*Provided entries:*
....

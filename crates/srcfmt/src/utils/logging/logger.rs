use parking_lot::Mutex;
use std::io::stderr;
use std::io::stdout;
use std::io::Stderr;
use std::io::Stdout;
use std::io::Write;
use std::sync::Arc;

use super::LogLevel;

#[derive(Clone)]
pub struct LoggerOptions {
  pub log_level: LogLevel,
  pub is_stdout_machine_readable: bool,
}

#[derive(Clone)]
pub struct Logger {
  output_lock: Arc<Mutex<LoggerState>>,
  log_level: LogLevel,
  is_stdout_machine_readable: bool,
}

struct LoggerState {
  std_out: Stdout,
  std_err: Stderr,
}

impl Logger {
  pub fn new(options: &LoggerOptions) -> Self {
    Logger {
      output_lock: Arc::new(Mutex::new(LoggerState {
        std_out: stdout(),
        std_err: stderr(),
      })),
      log_level: options.log_level,
      is_stdout_machine_readable: options.is_stdout_machine_readable,
    }
  }

  #[inline]
  pub fn log_level(&self) -> LogLevel {
    self.log_level
  }

  pub fn log(&self, text: &str) {
    if self.log_level > LogLevel::Info || self.is_stdout_machine_readable {
      return;
    }
    let mut state = self.output_lock.lock();
    inner_log(&mut state, true, text);
  }

  pub fn log_machine_readable(&self, text: &str) {
    let mut state = self.output_lock.lock();
    inner_log(&mut state, true, text);
  }

  pub fn log_stderr(&self, text: &str) {
    if self.log_level == LogLevel::Silent {
      return;
    }
    let mut state = self.output_lock.lock();
    inner_log(&mut state, false, text);
  }
}

fn inner_log(state: &mut LoggerState, is_std_out: bool, text: &str) {
  let mut output_text = text.to_string();
  // only add a newline if the logged text does not end with one
  if !output_text.ends_with('\n') {
    output_text.push('\n');
  }

  // a closed pipe shouldn't take down the process
  if is_std_out {
    let _ = write!(state.std_out, "{}", output_text);
    let _ = state.std_out.flush();
  } else {
    let _ = write!(state.std_err, "{}", output_text);
    let _ = state.std_err.flush();
  }
}
use indexmap::IndexMap;
use serde::Deserialize;
use serde::Serialize;

#[derive(Debug, Clone, PartialEq, Eq)]
pub struct ParseConfigurationError(pub String);

impl std::fmt::Display for ParseConfigurationError {
  fn fmt(&self, f: &mut std::fmt::Formatter<'_>) -> std::fmt::Result {
    format!("Found invalid value '{}'.", self.0).fmt(f)
  }
}

#[macro_export]
macro_rules! generate_str_to_from {
  ($enum_name:ident, $([$member_name:ident, $string_value:expr]),* ) => {
    impl std::str::FromStr for $enum_name {
      type Err = $crate::configuration::ParseConfigurationError;

      fn from_str(s: &str) -> Result<Self, Self::Err> {
        match s {
          $($string_value => Ok($enum_name::$member_name)),*,
          _ => Err($crate::configuration::ParseConfigurationError(String::from(s))),
        }
      }
    }

    impl std::fmt::Display for $enum_name {
      fn fmt(&self, f: &mut std::fmt::Formatter<'_>) -> std::fmt::Result {
        let text = match self {
          $($enum_name::$member_name => $string_value),*,
        };
        f.write_str(text)
      }
    }
  };
}

/// A value found in a configuration file or provided on the command line.
#[derive(Clone, PartialEq, Eq, Debug, Serialize, Deserialize)]
#[serde(untagged)]
pub enum ConfigKeyValue {
  String(String),
  Number(i32),
  Bool(bool),
  Array(Vec<ConfigKeyValue>),
  Object(ConfigKeyMap),
  Null,
}

impl ConfigKeyValue {
  pub fn from_i32(value: i32) -> ConfigKeyValue {
    ConfigKeyValue::Number(value)
  }

  #[allow(clippy::should_implement_trait)]
  pub fn from_str(value: &str) -> ConfigKeyValue {
    ConfigKeyValue::String(value.to_string())
  }

  pub fn from_bool(value: bool) -> ConfigKeyValue {
    ConfigKeyValue::Bool(value)
  }

  /// Gets the text of a scalar value. Arrays, objects and null have no text.
  pub fn as_scalar_text(&self) -> Option<String> {
    match self {
      ConfigKeyValue::String(value) => Some(value.clone()),
      ConfigKeyValue::Number(value) => Some(value.to_string()),
      ConfigKeyValue::Bool(value) => Some(value.to_string()),
      ConfigKeyValue::Array(_) | ConfigKeyValue::Object(_) | ConfigKeyValue::Null => None,
    }
  }
}

pub type ConfigKeyMap = IndexMap<String, ConfigKeyValue>;

/// Represents a problem within the configuration.
#[derive(Clone, Serialize, Deserialize, PartialEq, Eq, Debug)]
#[serde(rename_all = "camelCase")]
pub struct ConfigurationDiagnostic {
  /// The property name the problem occurred on.
  pub property_name: String,
  /// The diagnostic message that should be displayed to the user
  pub message: String,
}

impl std::fmt::Display for ConfigurationDiagnostic {
  fn fmt(&self, f: &mut std::fmt::Formatter<'_>) -> std::fmt::Result {
    write!(f, "{} ({})", self.message, self.property_name)
  }
}

#[derive(Clone, Serialize, Debug)]
#[serde(rename_all = "camelCase")]
pub struct ResolveConfigurationResult<T>
where
  T: Clone + Serialize,
{
  /// The configuration diagnostics.
  pub diagnostics: Vec<ConfigurationDiagnostic>,

  /// The configuration derived from the unresolved configuration
  /// that can be used to format a file.
  pub config: T,
}

/// If the provided key exists, takes its value from the provided config and returns it.
/// If the provided key does not exist, it returns the default value.
/// Adds a diagnostic if there is any problem deserializing the value.
pub fn get_value<T>(config: &mut ConfigKeyMap, key: &'static str, default_value: T, diagnostics: &mut Vec<ConfigurationDiagnostic>) -> T
where
  T: std::str::FromStr,
  <T as std::str::FromStr>::Err: std::fmt::Display,
{
  get_nullable_value(config, key, diagnostics).unwrap_or(default_value)
}

/// If the provided key exists, takes its value from the provided config and returns it.
/// Otherwise returns `None`.
pub fn get_nullable_value<T>(config: &mut ConfigKeyMap, key: &'static str, diagnostics: &mut Vec<ConfigurationDiagnostic>) -> Option<T>
where
  T: std::str::FromStr,
  <T as std::str::FromStr>::Err: std::fmt::Display,
{
  let raw_value = config.shift_remove(key)?;
  let text = match raw_value.as_scalar_text() {
    Some(text) => text,
    None if raw_value == ConfigKeyValue::Null => return None,
    None => {
      diagnostics.push(ConfigurationDiagnostic {
        property_name: key.to_string(),
        message: format!("Expected a string, number, or boolean value for '{}'.", key),
      });
      return None;
    }
  };
  if text.trim().is_empty() {
    return None;
  }
  match text.parse::<T>() {
    Ok(value) => Some(value),
    Err(message) => {
      diagnostics.push(ConfigurationDiagnostic {
        property_name: key.to_string(),
        message: format!("Error parsing configuration value for '{}'. Message: {}", key, message),
      });
      None
    }
  }
}

/// Takes an array of strings out of the configuration.
pub fn get_string_array_value(config: &mut ConfigKeyMap, key: &'static str, diagnostics: &mut Vec<ConfigurationDiagnostic>) -> Option<Vec<String>> {
  match config.shift_remove(key)? {
    ConfigKeyValue::Array(values) => {
      let mut result = Vec::with_capacity(values.len());
      for value in values {
        match value {
          ConfigKeyValue::String(text) => result.push(text),
          _ => {
            diagnostics.push(ConfigurationDiagnostic {
              property_name: key.to_string(),
              message: format!("Expected only strings in the '{}' array.", key),
            });
            return None;
          }
        }
      }
      Some(result)
    }
    ConfigKeyValue::Null => None,
    _ => {
      diagnostics.push(ConfigurationDiagnostic {
        property_name: key.to_string(),
        message: format!("Expected an array for '{}'.", key),
      });
      None
    }
  }
}

/// Takes a nested object out of the configuration.
pub fn get_object_value(config: &mut ConfigKeyMap, key: &'static str, diagnostics: &mut Vec<ConfigurationDiagnostic>) -> Option<ConfigKeyMap> {
  match config.shift_remove(key)? {
    ConfigKeyValue::Object(map) => Some(map),
    ConfigKeyValue::Null => None,
    _ => {
      diagnostics.push(ConfigurationDiagnostic {
        property_name: key.to_string(),
        message: format!("Expected an object for '{}'.", key),
      });
      None
    }
  }
}

/// Gets a diagnostic for each remaining key value pair in the hash map.
///
/// This should be done last, so it swallows the hashmap.
pub fn get_unknown_property_diagnostics(config: ConfigKeyMap) -> Vec<ConfigurationDiagnostic> {
  let mut diagnostics = Vec::new();
  for (key, _) in config.into_iter() {
    diagnostics.push(ConfigurationDiagnostic {
      message: format!("Unknown property in configuration: {}", key),
      property_name: key,
    });
  }
  diagnostics
}

#[cfg(test)]
mod test {
  use pretty_assertions::assert_eq;

  use super::*;

  #[test]
  fn get_value_should_take_value_and_parse() {
    let mut config = ConfigKeyMap::new();
    config.insert("lineWidth".to_string(), ConfigKeyValue::from_i32(40));
    config.insert("other".to_string(), ConfigKeyValue::from_bool(true));
    let mut diagnostics = Vec::new();
    let value: u32 = get_value(&mut config, "lineWidth", 100, &mut diagnostics);
    assert_eq!(value, 40);
    assert!(diagnostics.is_empty());
    assert_eq!(config.len(), 1);
    assert_eq!(get_unknown_property_diagnostics(config).len(), 1);
  }

  #[test]
  fn get_value_should_use_default_and_add_diagnostic_on_invalid_value() {
    let mut config = ConfigKeyMap::new();
    config.insert("lineWidth".to_string(), ConfigKeyValue::from_str("wide"));
    let mut diagnostics = Vec::new();
    let value: u32 = get_value(&mut config, "lineWidth", 100, &mut diagnostics);
    assert_eq!(value, 100);
    assert_eq!(diagnostics.len(), 1);
    assert_eq!(diagnostics[0].property_name, "lineWidth");
  }

  #[test]
  fn get_value_should_treat_null_as_missing() {
    let mut config = ConfigKeyMap::new();
    config.insert("skip".to_string(), ConfigKeyValue::Null);
    let mut diagnostics = Vec::new();
    assert!(get_value(&mut config, "skip", true, &mut diagnostics));
    assert!(diagnostics.is_empty());
  }

  #[test]
  fn get_string_array_value_should_reject_non_strings() {
    let mut config = ConfigKeyMap::new();
    config.insert(
      "suffixes".to_string(),
      ConfigKeyValue::Array(vec![ConfigKeyValue::from_str(".java"), ConfigKeyValue::from_i32(1)]),
    );
    let mut diagnostics = Vec::new();
    assert_eq!(get_string_array_value(&mut config, "suffixes", &mut diagnostics), None);
    assert_eq!(diagnostics.len(), 1);
  }
}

....

*Problem requirements:* Please output the lines of the listing above that fall in the stretch from the one with "problem occurred on." through the one with "deserializing the value.", exactly and only those.

*Response:*
  /// The property name the problem occurred on.
  pub property_name: String,
  /// The diagnostic message that should be displayed to the user
  pub message: String,
}

impl std::fmt::Display for ConfigurationDiagnostic {
  fn fmt(&self, f: &mut std::fmt::Formatter<'_>) -> std::fmt::Result {
    write!(f, "{} ({})", self.message, self.property_name)
  }
}

#[derive(Clone, Serialize, Debug)]
#[serde(rename_all = "camelCase")]
pub struct ResolveConfigurationResult<T>
where
  T: Clone + Serialize,
{
  /// The configuration diagnostics.
  pub diagnostics: Vec<ConfigurationDiagnostic>,

  /// The configuration derived from the unresolved configuration
  /// that can be used to format a file.
  pub config: T,
}

/// If the provided key exists, takes its value from the provided config and returns it.
/// If the provided key does not exist, it returns the default value.
/// Adds a diagnostic if there is any problem deserializing the value.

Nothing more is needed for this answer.